Becker v. W.U. Tel. Co.

Citation7 N.W. 868,11 Neb. 87
PartiesJOHN P. BECKER, PLAINTIFF IN ERROR, v. THE WESTERN UNION TELEGRAPH COMPANY, DEFENDANT IN ERROR
Decision Date14 January 1881
CourtNebraska Supreme Court

ERROR to the district court of Douglas county. It was an action for damages, arising out of the alleged negligence of the defendant in transmitting and delivering to the plaintiff a telegraphic dispatch in terms different from those in the message left for transmission. On Nov. 28, 1873, the plaintiff telegraphed from Columbus, Nebraska, to W. R Preston & Co., commission merchants, in New York city, to know what they could sell 20,000 bushels of wheat for, to be delivered in December, to which W. R. Preston & Co. replied in the following terms: "Think we can sell twenty thousand at one fifty--December. Shall we? Answer quick. W R. Preston & Co." Instead of this dispatch being delivered to the plaintiff, one was delivered to him in the following terms: "Think we can sell twenty thousand at one sixty--December. Shall we? Answer quick. W. R. Preston & Co." Thereupon, and on the same day, the plaintiff instructed Preston & Co. to sell the 20,000 bushels, and to apply five cars, then in transit, on the sale. On the next day, Nov. 29, plaintiff received from Preston & Co. a dispatch informing him that they had sold 20,000 bushels at one dollar fifty, to be delivered in December. This resulted in a telegraphic correspondence, from which the mistake which had occurred in the first dispatch became developed, but not until after the contract had been made by Preston & Co. for the sale of the wheat at $ 1.50. The wheat was all delivered by plaintiff as contracted for by Preston & Co., and this suit was brought to recover damages sustained by the plaintiff, by reason of the false information conveyed in the first dispatch delivered to plaintiff, purporting to have come from W. R. Preston & Co. Upon a trial before SAVAGE, J and a jury, verdict was rendered in favor of plaintiff for $ 6.50 (amount paid for dispatch and interest) and costs, and from judgment thereon plaintiff came here upon a petition in error.

AFFIRMED.

George W. Doane, for plaintiff in error, cited Tyler v. Telegraph Co., 60 Ill. 421. Rittenhouse v. The Independent Line of Telegraph, 44 N.Y. 263. Leonard v. N.Y. Albany & Buffalo Electric Co., 41 N.Y. 544. De Rutte v. N.Y. Albany & Buffalo Electric Co., 30 How. Pr. Rep., 403. Western U. Tel. Co. v. Carew, 15 Mich. 255. Shearman & Redf. on Neg., sec. 559.

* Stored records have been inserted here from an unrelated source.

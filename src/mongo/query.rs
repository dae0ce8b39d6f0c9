use mongodb::{bson::Document, options::FindOptions, Collection};

use crate::mongo::cursor_engine;

/// Everything a `find` call in the plan can carry besides the collection.
#[derive(Clone, Debug, Default, PartialEq)]
pub struct FindSpec {
    pub filter: Document,
    pub projection: Option<Document>,
    pub sort: Option<Document>,
    pub skip: Option<u64>,
    pub limit: Option<i64>,
}

impl FindSpec {
    pub fn filter(filter: Document) -> Self {
        Self {
            filter,
            ..Self::default()
        }
    }

    pub fn options(&self) -> FindOptions {
        let mut options = FindOptions::default();
        options.projection = self.projection.clone();
        options.sort = self.sort.clone();
        options.skip = self.skip;
        options.limit = self.limit;
        options
    }
}

pub async fn find_with_options(
    collection: &Collection<Document>,
    spec: &FindSpec,
) -> mongodb::error::Result<Vec<Document>> {
    let cursor = collection
        .find(spec.filter.clone(), spec.options())
        .await?;
    cursor_engine::drain(cursor).await
}
use mongodb::{Collection, bson::Document, results::{DeleteResult, InsertManyResult, UpdateResult}};
use serde::Serialize;

pub async fn insert_many<T>(
    collection: &Collection<T>,
    documents: &[T],
) -> mongodb::error::Result<InsertManyResult>
where
    T: Serialize + Send + Sync,
{
    collection.insert_many(documents, None).await
}

pub async fn update_one(
    collection: &Collection<Document>,
    filter: Document,
    update: Document,
) -> mongodb::error::Result<UpdateResult> {
    collection.update_one(filter, update, None).await
}

pub async fn delete_one(
    collection: &Collection<Document>,
    filter: Document,
) -> mongodb::error::Result<DeleteResult> {
    collection.delete_one(filter, None).await
}
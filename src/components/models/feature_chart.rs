use wasm_bindgen::prelude::*;
use web_sys::Element;
use yew::prelude::*;

use super::display::feature_points;

#[wasm_bindgen]
extern "C" {
    #[wasm_bindgen(js_namespace = Plotly)]
    fn newPlot(div_id: &str, data: JsValue, layout: JsValue, config: JsValue);
}

#[derive(Properties, PartialEq)]
pub struct Props {
    pub importance: Vec<f64>,
}

/// Bar chart of per-feature importance values.
///
/// Rendering is delegated to Plotly; this component only prepares the series
/// (index-named, 4-decimal rounded) and the visual configuration.
#[function_component(FeatureImportanceChart)]
pub fn feature_importance_chart(props: &Props) -> Html {
    let chart_ref = use_node_ref();

    use_effect_with(
        (chart_ref.clone(), props.importance.clone()),
        move |(chart_ref, importance)| {
            if let Some(element) = chart_ref.cast::<Element>() {
                let points = feature_points(importance);
                let names: Vec<&str> = points.iter().map(|p| p.name.as_str()).collect();
                let values: Vec<f64> = points.iter().map(|p| p.value).collect();

                let data = serde_json::json!([{
                    "x": names,
                    "y": values,
                    "type": "bar",
                    "marker": {"color": "#6419e6"},
                    "name": "Importance"
                }]);

                let layout = serde_json::json!({
                    "margin": {"t": 5, "r": 30, "l": 20, "b": 5},
                    "paper_bgcolor": "rgba(0,0,0,0)",
                    "plot_bgcolor": "rgba(0,0,0,0)",
                    "xaxis": {"showgrid": false},
                    "yaxis": {"showgrid": true, "gridcolor": "#eee"},
                    "showlegend": true,
                    "legend": {"orientation": "h", "y": -0.2}
                });

                let config = serde_json::json!({"responsive": true, "displayModeBar": false});

                let div_id = element.id();
                if !div_id.is_empty() {
                    newPlot(
                        &div_id,
                        serde_wasm_bindgen::to_value(&data).unwrap(),
                        serde_wasm_bindgen::to_value(&layout).unwrap(),
                        serde_wasm_bindgen::to_value(&config).unwrap(),
                    );
                }
            }
            || ()
        },
    );

    html! {
        <div ref={chart_ref} id="chart-feature-importance" class="chart-container" style="height: 300px;"></div>
    }
}
use std::future::Future;
use std::rc::Rc;

use yew::prelude::*;

use crate::common::toast::ToastContext;
use crate::hooks::FetchState;

/// Fetch hook keyed by a dependency value.
///
/// The fetch runs on mount and again whenever `deps` changes; each run flips
/// the state back to `Loading`. Every request carries a generation number and
/// a resolution is applied only while its generation is still current, so a
/// result that arrives after the key has moved on is discarded instead of
/// overwriting newer state.
///
/// Errors are pushed to the injected `ToastContext` and logged; the returned
/// state carries the raw error message for callers that render it.
#[hook]
pub fn use_fetch_keyed<T, D, F, Fut>(
    deps: D,
    fetch_fn: F,
) -> (UseStateHandle<FetchState<T>>, Callback<()>)
where
    T: 'static,
    D: Clone + PartialEq + 'static,
    F: Fn(&D) -> Fut + 'static,
    Fut: Future<Output = Result<T, String>> + 'static,
{
    let fetch_state = use_state(|| FetchState::Loading);
    let toast_ctx = use_context::<ToastContext>().expect("ToastContext not found");
    let generation = use_mut_ref(|| 0u64);
    let fetch_fn = use_state(|| Rc::new(fetch_fn));

    let refetch = {
        let fetch_state = fetch_state.clone();
        let toast_ctx = toast_ctx.clone();
        let generation = generation.clone();
        let fetch_fn = fetch_fn.clone();

        use_callback(deps.clone(), move |_, deps| {
            let fetch_state = fetch_state.clone();
            let toast_ctx = toast_ctx.clone();
            let generation = generation.clone();

            // The future captures the deps value as of this request
            let fut = (**fetch_fn)(deps);

            *generation.borrow_mut() += 1;
            let this_generation = *generation.borrow();

            fetch_state.set(FetchState::Loading);

            wasm_bindgen_futures::spawn_local(async move {
                let result = fut.await;

                // A newer request superseded this one while it was in flight
                if *generation.borrow() != this_generation {
                    log::debug!(
                        "Discarding stale fetch result (generation {})",
                        this_generation
                    );
                    return;
                }

                match result {
                    Ok(data) => fetch_state.set(FetchState::Success(data)),
                    Err(err) => {
                        log::error!("Fetch failed: {}", err);
                        fetch_state.set(FetchState::Error(err.clone()));
                        toast_ctx.show_error(err);
                    }
                }
            });
        })
    };

    // Fetch on mount and on every key change
    {
        let refetch = refetch.clone();
        use_effect_with(deps, move |_| {
            refetch.emit(());
            || ()
        });
    }

    (fetch_state, refetch)
}
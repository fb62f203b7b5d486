use yew::prelude::*;
use yew_router::prelude::*;

use crate::api_client::model::{get_models, ModelSummary};
use crate::common::fetch_hook::use_fetch_keyed;
use crate::common::fetch_render::FetchRender;
use crate::Route;

#[function_component(Models)]
pub fn models() -> Html {
    let (fetch_state, refetch) = use_fetch_keyed((), |_: &()| get_models());

    let render = Callback::from(|models: Vec<ModelSummary>| {
        if models.is_empty() {
            html! {
                <div class="alert alert-info">
                    <i class="fas fa-info-circle"></i>
                    <span>{"No models found. Train a model to see it here."}</span>
                </div>
            }
        } else {
            html! {
                <div class="grid grid-cols-1 md:grid-cols-2 lg:grid-cols-3 gap-4">
                    { for models.iter().map(model_card) }
                </div>
            }
        }
    });

    html! {
        <>
            <div class="flex justify-between items-center mb-4">
                <h2 class="text-2xl font-bold">{"Trained Models"}</h2>
            </div>

            <FetchRender<Vec<ModelSummary>>
                state={(*fetch_state).clone()}
                render={render}
                on_retry={Some(refetch)}
                loading_text="Loading models..."
            />
        </>
    }
}

fn model_card(model: &ModelSummary) -> Html {
    html! {
        <div class="card bg-base-100 shadow hover:shadow-lg transition-shadow">
            <div class="card-body">
                <div class="flex items-center justify-between">
                    <h3 class="card-title text-lg">{&model.name}</h3>
                    <span class="badge badge-ghost">{&model.kind}</span>
                </div>
                {if let Some(created_at) = &model.created_at {
                    html! { <p class="text-xs text-gray-500">{format!("Trained {}", created_at)}</p> }
                } else {
                    html! {}
                }}
                <div class="card-actions justify-end mt-2">
                    <Link<Route>
                        to={Route::ModelDetail { id: model.id.clone() }}
                        classes="btn btn-primary btn-sm"
                    >
                        {"View Details"}
                    </Link<Route>>
                </div>
            </div>
        </div>
    }
}
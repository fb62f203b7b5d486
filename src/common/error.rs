use yew::prelude::*;

use crate::settings;

#[derive(Properties, PartialEq)]
pub struct ErrorDisplayProps {
    /// Diagnostic detail. Always logged; rendered only in debug mode so the
    /// page never leaks transport errors to end users.
    pub message: String,
    #[prop_or_default]
    pub on_retry: Option<Callback<()>>,
}

#[function_component(ErrorDisplay)]
pub fn error_display(props: &ErrorDisplayProps) -> Html {
    log::warn!("Displaying error to user: {}", props.message);

    let detail = visible_detail(&props.message, settings::get_settings().debug_mode);

    html! {
        <div class="alert alert-error max-w-lg mx-auto my-12">
            <i class="fas fa-exclamation-circle text-2xl"></i>
            <div class="flex flex-col gap-1">
                <span class="font-semibold">{"Failed to load data"}</span>
                {if let Some(detail) = detail {
                    html! { <span class="text-xs opacity-80">{detail}</span> }
                } else {
                    html! {}
                }}
            </div>
            {if let Some(on_retry) = &props.on_retry {
                let on_retry = on_retry.clone();
                html! {
                    <button
                        class="btn btn-sm btn-ghost"
                        onclick={Callback::from(move |_| {
                            log::debug!("User clicked retry button");
                            on_retry.emit(());
                        })}
                    >
                        <i class="fas fa-redo"></i>
                        {" Try Again"}
                    </button>
                }
            } else {
                html! {}
            }}
        </div>
    }
}

/// The raw cause stays diagnostic: it reaches the page only in debug mode,
/// and never when it is empty.
fn visible_detail(message: &str, debug_mode: bool) -> Option<&str> {
    if debug_mode && !message.is_empty() {
        Some(message)
    } else {
        None
    }
}

#[cfg(test)]
mod tests {
    use super::*;

    #[test]
    fn detail_hidden_outside_debug_mode() {
        assert_eq!(visible_detail("HTTP error: 500", false), None);
    }

    #[test]
    fn detail_shown_in_debug_mode() {
        assert_eq!(
            visible_detail("HTTP error: 500", true),
            Some("HTTP error: 500")
        );
    }

    #[test]
    fn empty_detail_is_never_shown() {
        assert_eq!(visible_detail("", true), None);
        assert_eq!(visible_detail("", false), None);
    }
}
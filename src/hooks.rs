/// API fetch state enum
///
/// Dispatch happens by matching the variants directly (see
/// `common::fetch_render` and the model detail card).
#[derive(Clone, Debug, PartialEq)]
pub enum FetchState<T> {
    NotStarted,
    Loading,
    Success(T),
    Error(String),
}
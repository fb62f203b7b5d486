//! Display transforms for model evaluation data.
//!
//! Kept free of any rendering so the formatting rules can be tested without a
//! browser.

/// A single bar in the feature-importance chart.
#[derive(Debug, Clone, PartialEq)]
pub struct FeaturePoint {
    pub name: String,
    pub value: f64,
}

/// Confusion matrix counts in display order.
#[derive(Debug, Clone, Copy, PartialEq, Eq, Default)]
pub struct ConfusionCounts {
    pub tp: i64,
    pub fp: i64,
    pub fn_: i64,
    pub tn: i64,
}

/// Formats a metric score to two decimals, or "N/A" when the backend did not
/// report it.
pub fn format_score(value: Option<f64>) -> String {
    match value {
        Some(v) => format!("{:.2}", v),
        None => "N/A".to_string(),
    }
}

/// Formats accuracy as a percentage badge label, e.g. "92.0% Accuracy".
pub fn format_accuracy(value: Option<f64>) -> String {
    match value {
        Some(v) => format!("{:.1}% Accuracy", v * 100.0),
        None => "N/A".to_string(),
    }
}

/// Extracts the four confusion matrix counts.
///
/// Row 0 is [true positive, false positive], row 1 is [false negative,
/// true negative]. A missing row or cell counts as 0; present values are
/// taken verbatim, negative or not.
pub fn confusion_counts(matrix: Option<&Vec<Vec<i64>>>) -> ConfusionCounts {
    let cell = |row: usize, col: usize| -> i64 {
        matrix
            .and_then(|m| m.get(row))
            .and_then(|r| r.get(col))
            .copied()
            .unwrap_or(0)
    };

    ConfusionCounts {
        tp: cell(0, 0),
        fp: cell(0, 1),
        fn_: cell(1, 0),
        tn: cell(1, 1),
    }
}

/// Builds the chart series from raw importance values: each value rounded to
/// four decimals, named by 1-based index ("Feature 1", "Feature 2", ...).
pub fn feature_points(importance: &[f64]) -> Vec<FeaturePoint> {
    importance
        .iter()
        .enumerate()
        .map(|(index, value)| FeaturePoint {
            name: format!("Feature {}", index + 1),
            value: (value * 10_000.0).round() / 10_000.0,
        })
        .collect()
}

#[cfg(test)]
mod tests {
    use super::*;

    #[test]
    fn score_rounds_to_two_decimals() {
        assert_eq!(format_score(Some(0.876)), "0.88");
        assert_eq!(format_score(Some(0.9)), "0.90");
        assert_eq!(format_score(Some(1.0)), "1.00");
    }

    #[test]
    fn score_falls_back_when_absent() {
        assert_eq!(format_score(None), "N/A");
    }

    #[test]
    fn accuracy_renders_as_percentage_with_suffix() {
        assert_eq!(format_accuracy(Some(0.92)), "92.0% Accuracy");
        assert_eq!(format_accuracy(Some(0.8567)), "85.7% Accuracy");
    }

    #[test]
    fn accuracy_falls_back_when_absent() {
        assert_eq!(format_accuracy(None), "N/A");
    }

    #[test]
    fn confusion_counts_follow_row_order() {
        let matrix = vec![vec![5, 2], vec![1, 10]];
        let counts = confusion_counts(Some(&matrix));
        assert_eq!(counts.tp, 5);
        assert_eq!(counts.fp, 2);
        assert_eq!(counts.fn_, 1);
        assert_eq!(counts.tn, 10);
    }

    #[test]
    fn absent_matrix_defaults_to_zeros() {
        assert_eq!(confusion_counts(None), ConfusionCounts::default());
    }

    #[test]
    fn short_rows_default_missing_cells_to_zero() {
        let matrix = vec![vec![7]];
        let counts = confusion_counts(Some(&matrix));
        assert_eq!(counts.tp, 7);
        assert_eq!(counts.fp, 0);
        assert_eq!(counts.fn_, 0);
        assert_eq!(counts.tn, 0);
    }

    #[test]
    fn negative_counts_pass_through_verbatim() {
        let matrix = vec![vec![-3, 2], vec![1, 10]];
        assert_eq!(confusion_counts(Some(&matrix)).tp, -3);
    }

    #[test]
    fn feature_points_round_and_name_by_index() {
        let points = feature_points(&[0.12345, 0.6]);
        assert_eq!(points.len(), 2);
        assert_eq!(points[0].name, "Feature 1");
        assert_eq!(points[0].value, 0.1235);
        assert_eq!(points[1].name, "Feature 2");
        assert_eq!(points[1].value, 0.6);
    }

    #[test]
    fn empty_importance_produces_no_points() {
        assert!(feature_points(&[]).is_empty());
    }
}
pub mod error;
pub mod fetch_hook;
pub mod fetch_render;
pub mod loading;
pub mod toast;
mod details;
mod display;
mod feature_chart;
mod list;

pub use details::ModelDetailsCard;
pub use list::Models;
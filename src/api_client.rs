pub mod model;

use gloo_net::http::{Request, Response};
use serde::{Deserialize, Serialize};

use crate::settings;

fn api_base() -> String {
    settings::get_settings().api_base_url()
}

/// API Response wrapper
#[derive(Debug, Deserialize, Serialize)]
pub struct ApiResponse<T> {
    pub data: T,
    pub message: String,
    pub success: bool,
}

async fn send_get(endpoint: &str) -> Result<Response, String> {
    let url = format!("{}{}", api_base(), endpoint);
    log::debug!("GET request to: {}", url);

    Request::get(&url).send().await.map_err(|e| {
        let error_msg = format!("Request failed: {}", e);
        log::error!("GET {} - {}", endpoint, error_msg);
        error_msg
    })
}

async fn parse_body<T>(endpoint: &str, response: Response) -> Result<T, String>
where
    T: for<'de> Deserialize<'de>,
{
    log::trace!("GET {} - Response received, parsing JSON", endpoint);
    let api_response: ApiResponse<T> = response.json().await.map_err(|e| {
        let error_msg = format!("Failed to parse response: {}", e);
        log::error!("GET {} - {}", endpoint, error_msg);
        error_msg
    })?;

    log::info!("GET {} - Success", endpoint);
    Ok(api_response.data)
}

/// Common GET request handler
pub async fn get<T>(endpoint: &str) -> Result<T, String>
where
    T: for<'de> Deserialize<'de>,
{
    let response = send_get(endpoint).await?;

    if !response.ok() {
        let error_msg = format!("HTTP error: {}", response.status());
        log::error!("GET {} - {}", endpoint, error_msg);
        return Err(error_msg);
    }

    parse_body(endpoint, response).await
}

/// GET request handler for resources that may not exist.
///
/// A 404 resolves to `Ok(None)` so callers can render a "not found" state
/// that stays distinct from a fetch error.
pub async fn get_optional<T>(endpoint: &str) -> Result<Option<T>, String>
where
    T: for<'de> Deserialize<'de>,
{
    let response = send_get(endpoint).await?;

    if response.status() == 404 {
        log::debug!("GET {} - Resource not found", endpoint);
        return Ok(None);
    }

    if !response.ok() {
        let error_msg = format!("HTTP error: {}", response.status());
        log::error!("GET {} - {}", endpoint, error_msg);
        return Err(error_msg);
    }

    parse_body(endpoint, response).await.map(Some)
}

James M. Woolworth, for defendant in error.

OPINION

LAKE, J.

The alleged errors to be considered pertain to the instructions to the jury. The charge was full, covering every point arising in the case necessary for the jury to be informed upon, and was evidently prepared with care. We shall notice only those portions of it which counsel has specially pointed out as being objectionable.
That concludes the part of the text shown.